Figure 1 |. Current categories of resident cardiac fibroblasts.

At least three gene-expression profiles can be used to describe fibroblasts in the adult heart^−,,. Mature, resident fibroblasts are interspersed in the myomesial space throughout the heart and are proposed to maintain the extracellular matrix (ECM). They have a low level of proliferation and do not express smooth muscle α-actin (α-SMA) or periostin. After injury, a population of fibroblasts, often associated with inflammatory cell accumulation and cardiomyocyte death, rapidly proliferate and become activated to express many of the gene products shown. Later in the response, a smaller population of these activated fibroblasts further differentiate into presumed myofibroblasts, which express α-SMA and other genetic signatures shown. In the past, these myofibroblasts were reported to have increased ECM deposition and contractile capacities, although in vivo contractile activity has been predominantly documented in skin myofibroblasts. Myofibroblasts have also been shown to regress their activated gene-expression profile and morphology back to the more ‘quiescent’ and resident fibroblast state. Ddr2, discoidin domain-containing receptor 2; NA, not available; Pdgfr-α, platelet-derived growth factor receptor-α; Tcf21; transcription factor 21.

Figure 2 |. Developmental and alternative sources of fibroblasts.

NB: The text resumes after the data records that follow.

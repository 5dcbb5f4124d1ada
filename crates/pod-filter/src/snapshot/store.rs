//! Snapshot file loading.

use std::fs;
use std::io;
use std::path::{Path, PathBuf};

use thiserror::Error;

use super::Snapshot;

/// Errors that can occur while reading snapshot files.
#[derive(Debug, Error)]
pub enum SnapshotStoreError {
    /// I/O error during file read.
    #[error("failed to read snapshot file '{path}': {source}")]
    Read {
        /// The path that failed to read.
        path: PathBuf,
        /// The underlying I/O error.
        #[source]
        source: io::Error,
    },

    /// The file is not a valid snapshot.
    #[error("failed to parse snapshot file '{path}': {source}")]
    Parse {
        /// The path that failed to parse.
        path: PathBuf,
        /// The underlying JSON error.
        #[source]
        source: serde_json::Error,
    },
}

/// Result type for snapshot store operations.
pub type SnapshotStoreResult<T> = std::result::Result<T, SnapshotStoreError>;

/// Reads a snapshot file.
///
/// # Example
///
/// ```no_run
/// use pod_filter_rs::snapshot::SnapshotStore;
///
/// let store = SnapshotStore::new("pods.json");
/// let snapshot = store.load()?;
/// println!("{} pods", snapshot.pods.len());
/// # Ok::<(), pod_filter_rs::snapshot::SnapshotStoreError>(())
/// ```
#[derive(Debug, Clone)]
pub struct SnapshotStore {
    path: PathBuf,
}

impl SnapshotStore {
    /// Creates a store for the snapshot file at `path`.
    pub fn new(path: impl Into<PathBuf>) -> Self {
        Self { path: path.into() }
    }

    /// Returns the path to the snapshot file.
    pub fn path(&self) -> &Path {
        &self.path
    }

    /// Loads the snapshot from disk.
    ///
    /// # Errors
    ///
    /// - Returns `SnapshotStoreError::Read` if the file cannot be read.
    /// - Returns `SnapshotStoreError::Parse` if the file is not a valid snapshot.
    pub fn load(&self) -> SnapshotStoreResult<Snapshot> {
        let contents = fs::read_to_string(&self.path).map_err(|e| SnapshotStoreError::Read {
            path: self.path.clone(),
            source: e,
        })?;
        serde_json::from_str(&contents).map_err(|e| SnapshotStoreError::Parse {
            path: self.path.clone(),
            source: e,
        })
    }
}

#[cfg(test)]
mod tests {
    use super::*;
    use crate::snapshot::{ContainerSnapshot, NetworkSnapshot, PodSnapshot};
    use crate::model::ContainerState;
    use chrono::DateTime;
    use tempfile::tempdir;

    fn sample_snapshot() -> Snapshot {
        Snapshot {
            pods: vec![PodSnapshot {
                id: "abc123".to_string(),
                name: "web".to_string(),
                created: DateTime::from_timestamp(1_700_000_000, 0).unwrap(),
                labels: [("app".to_string(), "web".to_string())].into(),
                containers: vec![ContainerSnapshot {
                    id: "c1".to_string(),
                    name: "web-infra".to_string(),
                    state: ContainerState::Running,
                    infra: true,
                    networks: vec!["podman".to_string()],
                }],
            }],
            networks: vec![NetworkSnapshot {
                name: "podman".to_string(),
                id: "2f259bab93aa".to_string(),
            }],
        }
    }

    #[test]
    fn test_load_written_snapshot() {
        let dir = tempdir().unwrap();
        let path = dir.path().join("pods.json");
        fs::write(&path, serde_json::to_string_pretty(&sample_snapshot()).unwrap()).unwrap();

        let store = SnapshotStore::new(&path);
        assert_eq!(store.path(), path.as_path());
        assert_eq!(store.load().unwrap(), sample_snapshot());
    }

    #[test]
    fn test_read_error_includes_file_path() {
        let dir = tempdir().unwrap();
        let path = dir.path().join("missing.json");
        let err = SnapshotStore::new(&path).load().unwrap_err();

        match &err {
            SnapshotStoreError::Read { path: p, source } => {
                assert_eq!(p, &path);
                assert_eq!(source.kind(), io::ErrorKind::NotFound);
            }
            other => panic!("expected Read error, got {other:?}"),
        }
        assert!(err.to_string().contains("missing.json"));
    }

    #[test]
    fn test_parse_error_includes_file_path() {
        let dir = tempdir().unwrap();
        let path = dir.path().join("bad.json");
        fs::write(&path, "{ not json").unwrap();

        let err = SnapshotStore::new(&path).load().unwrap_err();
        assert!(matches!(err, SnapshotStoreError::Parse { .. }));
        assert!(err
            .to_string()
            .starts_with("failed to parse snapshot file"));
    }
}
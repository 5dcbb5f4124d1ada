//! Command dispatch module for routing CLI commands to their handlers.

use crate::cli::{Cli, Commands, ConfigCommands, Shell};
use crate::commands::config::{self, Config};
use crate::commands::ps::PsOptions;
use crate::commands::{self, CommandContext, CommandError, Result};

/// A command ready to run.
pub enum Dispatch<'a> {
    Ps(PsOptions),
    Families,
    Config(&'a Option<ConfigCommands>),
    Completions(&'a Shell),
    Help,
}

impl<'a> Dispatch<'a> {
    /// Maps parsed CLI arguments to the command to run.
    pub fn from_cli(cli: &'a Cli) -> Self {
        match &cli.command {
            Some(Commands::Ps {
                file,
                filters,
                ctr_names,
                workers,
            }) => Self::Ps(PsOptions {
                file: file.clone(),
                filters: filters.clone(),
                ctr_names: ctr_names.map(Into::into),
                workers: workers.map(usize::from),
            }),
            Some(Commands::Families) => Self::Families,
            Some(Commands::Config { command }) => Self::Config(command),
            Some(Commands::Completions { shell }) => Self::Completions(shell),
            None => Self::Help,
        }
    }

    /// Whether the command still runs when the config file cannot be loaded.
    pub fn tolerates_broken_config(&self) -> bool {
        matches!(self, Self::Config(_) | Self::Completions(_))
    }

    /// Runs the command.
    ///
    /// `load_error` is set when `config` holds defaults because the file on
    /// disk could not be loaded.
    pub fn execute(
        &self,
        ctx: &CommandContext,
        config: Config,
        load_error: Option<&CommandError>,
    ) -> Result<()> {
        match self {
            Self::Ps(opts) => commands::ps::execute(ctx, opts, &config),
            Self::Families => commands::families::execute(ctx),
            Self::Config(command) => dispatch_config(ctx, command, config, load_error),
            Self::Completions(shell) => {
                commands::completions::execute(shell).map_err(CommandError::Io)
            }
            Self::Help => {
                if !ctx.quiet {
                    println!("pf - filter pod snapshots");
                    println!("Use --help for usage information");
                }
                Ok(())
            }
        }
    }
}

/// Dispatch config subcommands.
fn dispatch_config(
    ctx: &CommandContext,
    command: &Option<ConfigCommands>,
    config: Config,
    load_error: Option<&CommandError>,
) -> Result<()> {
    match command {
        Some(ConfigCommands::Show) | None => config::execute_show(ctx, &config, load_error),
        Some(ConfigCommands::Set { key, value }) => {
            let opts = config::ConfigSetOptions {
                key: key.clone(),
                value: value.clone(),
            };
            config::execute_set(ctx, config, load_error, &opts)
        }
        Some(ConfigCommands::Path) => config::execute_path(ctx),
    }
}

#[cfg(test)]
mod tests {
    use super::*;
    use clap::Parser;
    use pod_filter_rs::filter::CtrNamesMatch;
    use std::path::PathBuf;

    #[test]
    fn test_ps_options_from_cli() {
        let cli = Cli::parse_from([
            "pf",
            "ps",
            "-F",
            "pods.json",
            "-f",
            "name=web",
            "--ctr-names",
            "first-child",
            "-w",
            "2",
        ]);
        match Dispatch::from_cli(&cli) {
            Dispatch::Ps(opts) => {
                assert_eq!(opts.file, Some(PathBuf::from("pods.json")));
                assert_eq!(opts.filters, vec!["name=web"]);
                assert_eq!(opts.ctr_names, Some(CtrNamesMatch::FirstChild));
                assert_eq!(opts.workers, Some(2));
            }
            _ => panic!("expected ps dispatch"),
        }
    }

    #[test]
    fn test_no_command_is_help() {
        let cli = Cli::parse_from(["pf"]);
        assert!(matches!(Dispatch::from_cli(&cli), Dispatch::Help));
    }

    #[test]
    fn test_config_without_subcommand() {
        let cli = Cli::parse_from(["pf", "config"]);
        assert!(matches!(Dispatch::from_cli(&cli), Dispatch::Config(None)));
    }

    #[test]
    fn test_only_config_and_completions_tolerate_broken_config() {
        for args in [
            &["pf", "config", "set", "snapshot", "pods.json"][..],
            &["pf", "config", "show"],
            &["pf", "completions", "fish"],
        ] {
            let cli = Cli::parse_from(args);
            assert!(Dispatch::from_cli(&cli).tolerates_broken_config(), "{args:?}");
        }
        for args in [&["pf", "ps"][..], &["pf", "families"], &["pf"]] {
            let cli = Cli::parse_from(args);
            assert!(!Dispatch::from_cli(&cli).tolerates_broken_config(), "{args:?}");
        }
    }
}
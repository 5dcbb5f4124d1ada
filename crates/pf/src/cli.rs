//! CLI argument parsing using clap derive macros.
//!
//! This module defines the command-line interface for the pf CLI.

use std::path::PathBuf;

use clap::{Parser, Subcommand, ValueEnum};
use pod_filter_rs::filter::CtrNamesMatch;

/// pf - filter pod snapshots with podman-style filters
#[derive(Parser, Debug)]
#[command(name = "pf")]
#[command(author, version, about, long_about = None)]
#[command(propagate_version = true)]
pub struct Cli {
    /// Verbose output (show debug information)
    #[arg(short, long, global = true)]
    pub verbose: bool,

    /// Quiet mode (errors only)
    #[arg(short, long, global = true, conflicts_with = "verbose")]
    pub quiet: bool,

    /// Force JSON output
    #[arg(long, global = true)]
    pub json: bool,

    /// Disable colors in output
    #[arg(long, global = true)]
    pub no_color: bool,

    #[command(subcommand)]
    pub command: Option<Commands>,
}

/// Available commands
#[derive(Subcommand, Debug)]
pub enum Commands {
    /// List pods in a snapshot that match all filters
    #[command(alias = "list")]
    Ps {
        /// Snapshot file (default: `snapshot` from config)
        #[arg(short = 'F', long, env = "PF_SNAPSHOT")]
        file: Option<PathBuf>,

        /// Filter as family=value (repeatable; same family ORs, different families AND)
        #[arg(short, long = "filter", value_name = "FAMILY=VALUE")]
        filters: Vec<String>,

        /// How ctr-names matches child containers
        #[arg(long, value_enum)]
        ctr_names: Option<CtrNames>,

        /// Worker threads used to evaluate pods, 1 to 256 (default: from config, else 1)
        #[arg(short, long, value_parser = clap::value_parser!(u16).range(1..=256))]
        workers: Option<u16>,
    },

    /// List the supported filter families
    Families,

    /// Manage configuration
    Config {
        #[command(subcommand)]
        command: Option<ConfigCommands>,
    },

    /// Generate shell completions
    Completions {
        /// Shell to generate completions for
        #[arg(value_enum)]
        shell: Shell,
    },
}

/// Config subcommands
#[derive(Subcommand, Debug)]
pub enum ConfigCommands {
    /// Show current configuration
    Show,

    /// Set a configuration value
    Set {
        /// Configuration key
        key: String,

        /// Configuration value
        value: String,
    },

    /// Print config file path
    Path,
}

/// Container-name matching mode for the ctr-names filter
#[derive(ValueEnum, Clone, Copy, Debug, PartialEq, Eq)]
pub enum CtrNames {
    /// Match against every container in the pod
    AnyChild,
    /// Match against the first container only
    FirstChild,
}

impl From<CtrNames> for CtrNamesMatch {
    fn from(mode: CtrNames) -> Self {
        match mode {
            CtrNames::AnyChild => CtrNamesMatch::AnyChild,
            CtrNames::FirstChild => CtrNamesMatch::FirstChild,
        }
    }
}

/// Shell types for completions
#[derive(ValueEnum, Clone, Debug)]
pub enum Shell {
    Bash,
    Zsh,
    Fish,
    Powershell,
}

#[cfg(test)]
mod tests {
    use super::*;
    use clap::CommandFactory;

    #[test]
    fn verify_cli() {
        Cli::command().debug_assert();
    }

    #[test]
    fn test_global_flags() {
        let cli = Cli::parse_from(["pf", "--verbose", "families"]);
        assert!(cli.verbose);
        assert!(!cli.quiet);
        assert!(!cli.json);

        let cli = Cli::parse_from(["pf", "--quiet", "--json", "families"]);
        assert!(!cli.verbose);
        assert!(cli.quiet);
        assert!(cli.json);
    }

    #[test]
    fn test_no_color_flag() {
        let cli = Cli::parse_from(["pf", "--no-color", "families"]);
        assert!(cli.no_color);
    }

    #[test]
    fn test_verbose_conflicts_with_quiet() {
        assert!(Cli::try_parse_from(["pf", "-v", "-q", "families"]).is_err());
    }

    #[test]
    fn test_ps_repeated_filters() {
        let cli = Cli::parse_from([
            "pf",
            "ps",
            "--file",
            "pods.json",
            "--filter",
            "status=running",
            "-f",
            "label=app",
            "--ctr-names",
            "first-child",
            "--workers",
            "4",
        ]);
        match cli.command {
            Some(Commands::Ps {
                file,
                filters,
                ctr_names,
                workers,
            }) => {
                assert_eq!(file, Some(PathBuf::from("pods.json")));
                assert_eq!(filters, vec!["status=running", "label=app"]);
                assert_eq!(ctr_names, Some(CtrNames::FirstChild));
                assert_eq!(workers, Some(4));
            }
            other => panic!("expected ps command, got {other:?}"),
        }
    }

    #[test]
    fn test_ps_alias() {
        let cli = Cli::parse_from(["pf", "list"]);
        assert!(matches!(cli.command, Some(Commands::Ps { .. })));
    }

    #[test]
    fn test_workers_range() {
        assert!(Cli::try_parse_from(["pf", "ps", "--workers", "0"]).is_err());
        assert!(Cli::try_parse_from(["pf", "ps", "--workers", "257"]).is_err());
        assert!(Cli::try_parse_from(["pf", "ps", "--workers", "256"]).is_ok());
    }

    #[test]
    fn test_ctr_names_conversion() {
        assert_eq!(
            CtrNamesMatch::from(CtrNames::AnyChild),
            CtrNamesMatch::AnyChild
        );
        assert_eq!(
            CtrNamesMatch::from(CtrNames::FirstChild),
            CtrNamesMatch::FirstChild
        );
    }

    #[test]
    fn test_config_set() {
        let cli = Cli::parse_from(["pf", "config", "set", "filters.workers", "8"]);
        match cli.command {
            Some(Commands::Config {
                command: Some(ConfigCommands::Set { key, value }),
            }) => {
                assert_eq!(key, "filters.workers");
                assert_eq!(value, "8");
            }
            other => panic!("expected config set, got {other:?}"),
        }
    }

    #[test]
    fn test_completions_shell() {
        let cli = Cli::parse_from(["pf", "completions", "zsh"]);
        assert!(matches!(
            cli.command,
            Some(Commands::Completions { shell: Shell::Zsh })
        ));
    }
}
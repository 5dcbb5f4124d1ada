//! Families command implementation.
//!
//! Lists the filter families `pf ps --filter` accepts.

use pod_filter_rs::FilterFamily;

use super::{CommandContext, Result};
use crate::output::{format_families_json, format_families_table};

/// Executes the families command.
pub fn execute(ctx: &CommandContext) -> Result<()> {
    if ctx.json_output {
        println!("{}", format_families_json(&FilterFamily::ALL)?);
    } else if !ctx.quiet {
        print!("{}", format_families_table(&FilterFamily::ALL, ctx.use_colors));
    }
    Ok(())
}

There are two documented sources of tissue resident cardiac fibroblasts, the developmental epicardium and developmental endothelial cells. The epicardial-derived fibroblasts emerge by the process of epithelial-to-mesenchymal transition of the epicardium at embryonic day E13.5 in the mouse, and constitute a majority of the ventricular and atrial cardiac fibroblasts. How the endothelial-derived cardiac fibroblasts arise during development is uncertain, but they contribute tissue-resident fibroblasts to regions of the right ventricle and of the ventricular septum. Studies have suggested a number of nonfibroblast cellular sources, such as endothelial cells, smooth muscle cells, monocytes, fibrocytes, and bone-marrow progenitors (designated with question marks), as the primary origin for newly generated activated fibroblasts and myofibroblasts in the heart after injury. However, recent studies with more highly refined genetic markers have not confirmed these results, and instead have shown that tissue-resident cardiac fibroblasts of developmental origin generate all the activated fibroblasts and myofibroblasts after injury. Pericytes have been reported to have fibroblast-like qualities in the heart when activated, but further work is needed to understand the potential role of these cells.

Figure 3 |. Lineage tracing of resident cardiac fibroblasts.

Hearts from adult Tcf21^mCrem mice containing a Cre-dependent ROSA26^TdT indicator that was induced with tamoxifen perinatally. Tissue-resident fibroblasts are labelled red. Mice were subjected to either a | a sham surgical procedure (no injury) or b | 6 weeks of a thoracic aortic constriction surgical procedure before harvesting. The images show that Tcf21-lineage tissue-resident fibroblasts are uniformly distributed throughout the heart and that they expand with pressure-overload stimulation.